Her absolute fearlessness of the things which children shrank from, the dark, and things of the dark, made her a marked figure. The women of the Coolly thought it due to the lack of a mother's care. They spoke to the minister about it and urged him to see Dutcher and ask him to try and do something for the child's good.

But Dutcher simply said, "Oh, don't bother the child about her soul. She's all right. I don't bother myself about those things, and what's the use o' spoilin' the child's fun. If she wants to go to Sunday-school, why all right. She'll go where she's interested."

"But, Brother Dutcher, the child is doing outrageous things—heathenish, defying her God."

"I don't s'pose what she does will make any particular difference to God. We understand each other, Rosie and me. Don't worry. If she does anything real bad she'll come an' tell me of it. Chk! Chk! G' wan, Barney!" He cut the matter short by driving away into the field of corn.

He saw rushing upon him the most solemn and severe trials of a parent. Rose was a sturdy girl and promised to develop into a maiden early, and there were a hundred things which ought to be said to her which must be said by some one. He was not philosopher enough to know that she held in her expanding brain the germs of self-knowledge.

He had been passing through a running fire of questions from the child for two years, but these questions now took hold of deeper things, and they could no longer be put aside by saying, "Wait a few years and then I'll tell you." She would learn them elsewhere, if not from him. He braced himself for the trial, which increased in severity.
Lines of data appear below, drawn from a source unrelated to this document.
//! Query service abstraction
//!
//! [`QueryService`] is how the pipeline talks to the remote query backend.
//! [`LookerClient`] is the production implementation over the Looker REST
//! API; [`MockQueryService`] returns configurable looks and results without
//! making real API calls, with call counters so deduplication is
//! observable in tests.

use std::collections::HashMap;
use std::sync::atomic::{AtomicUsize, Ordering};
use std::sync::Mutex;
use std::time::Duration;

use anyhow::{anyhow, bail, Context, Result};
use async_trait::async_trait;
use serde::Deserialize;
use serde_json::Value;
use tracing::{debug, instrument};
use url::Url;

use crate::config::LookerConfig;
use crate::query::{Look, QueryRequest, WriteQuery};

/// Per-request timeout (bounded; a hung remote call nulls one group only)
const REQUEST_TIMEOUT: Duration = Duration::from_secs(30);
const CONNECT_TIMEOUT: Duration = Duration::from_secs(10);

/// Raw result of one executed query
#[derive(Debug, Clone)]
pub enum RawResult {
    /// `json_bi` payload: field metadata plus rows
    Tabular(Value),
    /// Rendered image bytes (png/jpg result formats)
    Binary(Vec<u8>),
}

impl RawResult {
    pub fn as_tabular(&self) -> Option<&Value> {
        match self {
            RawResult::Tabular(v) => Some(v),
            RawResult::Binary(_) => None,
        }
    }

    pub fn as_binary(&self) -> Option<&[u8]> {
        match self {
            RawResult::Binary(b) => Some(b),
            RawResult::Tabular(_) => None,
        }
    }
}

/// Core trait the pipeline depends on to resolve and execute queries
#[async_trait]
pub trait QueryService: Send + Sync {
    /// Service name for logging (e.g. "looker", "mock")
    fn name(&self) -> &str;

    /// Fetch an upstream look and its base query
    async fn look(&self, id: &str) -> Result<Look>;

    /// Execute one resolved query
    async fn run_query(&self, request: &QueryRequest) -> Result<RawResult>;

    /// Download bytes from a result-derived URL (image bindings)
    async fn fetch_bytes(&self, url: &str) -> Result<Vec<u8>>;
}

// ---------------------------------------------------------------------------
// Looker REST client
// ---------------------------------------------------------------------------

#[derive(Debug, Deserialize)]
struct AccessToken {
    access_token: String,
}

/// Production client for the Looker 4.0 REST API
pub struct LookerClient {
    http: reqwest::Client,
    base_url: Url,
    token: String,
}

impl LookerClient {
    /// Authenticate with client credentials and return a ready client.
    ///
    /// The session token lives as long as the run; there is no refresh.
    pub async fn connect(config: &LookerConfig) -> Result<Self> {
        let http = reqwest::Client::builder()
            .timeout(REQUEST_TIMEOUT)
            .connect_timeout(CONNECT_TIMEOUT)
            .redirect(reqwest::redirect::Policy::limited(5))
            .user_agent("lookdeck/0.1")
            .build()
            .context("failed to build HTTP client")?;

        let login_url = config
            .base_url
            .join("api/4.0/login")
            .context("invalid base URL")?;
        let response = http
            .post(login_url)
            .form(&[
                ("client_id", config.client_id.as_str()),
                ("client_secret", config.client_secret.as_str()),
            ])
            .send()
            .await
            .context("Looker login request failed")?;

        if !response.status().is_success() {
            bail!("Looker login rejected: {}", response.status());
        }
        let token: AccessToken = response
            .json()
            .await
            .context("Looker login returned an unexpected payload")?;

        Ok(Self {
            http,
            base_url: config.base_url.clone(),
            token: token.access_token,
        })
    }

    fn authed(&self, builder: reqwest::RequestBuilder) -> reqwest::RequestBuilder {
        builder.header(reqwest::header::AUTHORIZATION, format!("token {}", self.token))
    }
}

#[async_trait]
impl QueryService for LookerClient {
    fn name(&self) -> &str {
        "looker"
    }

    #[instrument(skip(self))]
    async fn look(&self, id: &str) -> Result<Look> {
        let url = self.base_url.join(&format!("api/4.0/looks/{id}"))?;
        let response = self
            .authed(self.http.get(url))
            .send()
            .await
            .with_context(|| format!("fetching look {id}"))?;
        if !response.status().is_success() {
            bail!("look {id} not resolvable: {}", response.status());
        }

        // The wire id is numeric; everything downstream keys on strings.
        let wire: Value = response.json().await?;
        let query: WriteQuery = serde_json::from_value(
            wire.get("query")
                .cloned()
                .ok_or_else(|| anyhow!("look {id} has no query"))?,
        )
        .with_context(|| format!("look {id}: malformed base query"))?;

        Ok(Look {
            id: id.to_string(),
            title: wire
                .get("title")
                .and_then(Value::as_str)
                .map(str::to_string),
            query,
        })
    }

    #[instrument(skip(self, request), fields(result_format = %request.result_format))]
    async fn run_query(&self, request: &QueryRequest) -> Result<RawResult> {
        let url = self
            .base_url
            .join(&format!("api/4.0/queries/run/{}", request.result_format))?;

        let mut params: Vec<(&str, String)> = vec![
            ("apply_formatting", request.apply_formatting.to_string()),
            ("apply_vis", request.apply_vis.to_string()),
            ("server_table_calcs", request.server_table_calcs.to_string()),
        ];
        if let Some(w) = request.image_width {
            params.push(("image_width", w.to_string()));
        }
        if let Some(h) = request.image_height {
            params.push(("image_height", h.to_string()));
        }

        let response = self
            .authed(self.http.post(url).query(&params).json(&request.body))
            .send()
            .await
            .context("query execution request failed")?;
        if !response.status().is_success() {
            bail!("query execution rejected: {}", response.status());
        }

        if request.result_format.eq_ignore_ascii_case("json_bi") {
            let payload: Value = response.json().await.context("malformed json_bi payload")?;
            Ok(RawResult::Tabular(payload))
        } else {
            let bytes = response.bytes().await?;
            Ok(RawResult::Binary(bytes.to_vec()))
        }
    }

    async fn fetch_bytes(&self, url: &str) -> Result<Vec<u8>> {
        let parsed = Url::parse(url).with_context(|| format!("result slice '{url}' is not a URL"))?;
        let response = self
            .authed(self.http.get(parsed))
            .send()
            .await
            .with_context(|| format!("downloading {url}"))?;
        if !response.status().is_success() {
            bail!("download of {url} rejected: {}", response.status());
        }
        Ok(response.bytes().await?.to_vec())
    }
}

// ---------------------------------------------------------------------------
// Mock service for tests
// ---------------------------------------------------------------------------

/// Mock query service with configurable looks, results and failures
#[derive(Default)]
pub struct MockQueryService {
    looks: HashMap<String, Look>,
    /// Results keyed by the query body's view
    results: HashMap<String, RawResult>,
    /// Views whose execution should fail
    failing_views: Mutex<Vec<String>>,
    /// Image bytes keyed by URL
    images: HashMap<String, Vec<u8>>,
    /// Total run_query calls (for dedup assertions)
    run_calls: AtomicUsize,
    /// Every executed request, in execution order (for assertions)
    executed: Mutex<Vec<QueryRequest>>,
}

impl MockQueryService {
    pub fn new() -> Self {
        Self::default()
    }

    pub fn with_look(mut self, look: Look) -> Self {
        self.looks.insert(look.id.clone(), look);
        self
    }

    pub fn with_result(mut self, view: impl Into<String>, result: RawResult) -> Self {
        self.results.insert(view.into(), result);
        self
    }

    /// Make execution fail for every query against the given view
    pub fn with_failing_view(self, view: impl Into<String>) -> Self {
        self.failing_views.lock().unwrap().push(view.into());
        self
    }

    pub fn with_image(mut self, url: impl Into<String>, bytes: Vec<u8>) -> Self {
        self.images.insert(url.into(), bytes);
        self
    }

    /// How many queries were actually executed
    pub fn run_calls(&self) -> usize {
        self.run_calls.load(Ordering::SeqCst)
    }

    /// Every executed request, in execution order
    pub fn executed_requests(&self) -> Vec<QueryRequest> {
        self.executed.lock().unwrap().clone()
    }
}

#[async_trait]
impl QueryService for MockQueryService {
    fn name(&self) -> &str {
        "mock"
    }

    async fn look(&self, id: &str) -> Result<Look> {
        self.looks
            .get(id)
            .cloned()
            .ok_or_else(|| anyhow!("look {id} not found"))
    }

    async fn run_query(&self, request: &QueryRequest) -> Result<RawResult> {
        self.run_calls.fetch_add(1, Ordering::SeqCst);
        self.executed.lock().unwrap().push(request.clone());
        let view = &request.body.view;
        debug!("mock executing query against view {view}");

        if self.failing_views.lock().unwrap().iter().any(|v| v == view) {
            bail!("simulated execution failure for view {view}");
        }
        self.results
            .get(view)
            .cloned()
            .ok_or_else(|| anyhow!("no mock result for view {view}"))
    }

    async fn fetch_bytes(&self, url: &str) -> Result<Vec<u8>> {
        self.images
            .get(url)
            .cloned()
            .ok_or_else(|| anyhow!("no mock image for {url}"))
    }
}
The child's horizon was limited, but within its circle her searching eyes let nothing escape. She came to Dutcher with appalling questions.

She not only asked him, "Who made God?" but she wanted to know how she came to be born, and a thousand other questions of the same searching nature. He saw that the day of petty fictions had gone by. The child knew that little lambs, and calves, and kittens did not grow down in the woods. She knew that babies were not brought by the doctor, and that they did not come from heaven.

"Good Lord!" groaned her father one day, after an unusually persistent attack from her, caused by the appearance of a little colt out in the barn, "I wish your mother was here, or some woman. You do make it hard for me, Rosie."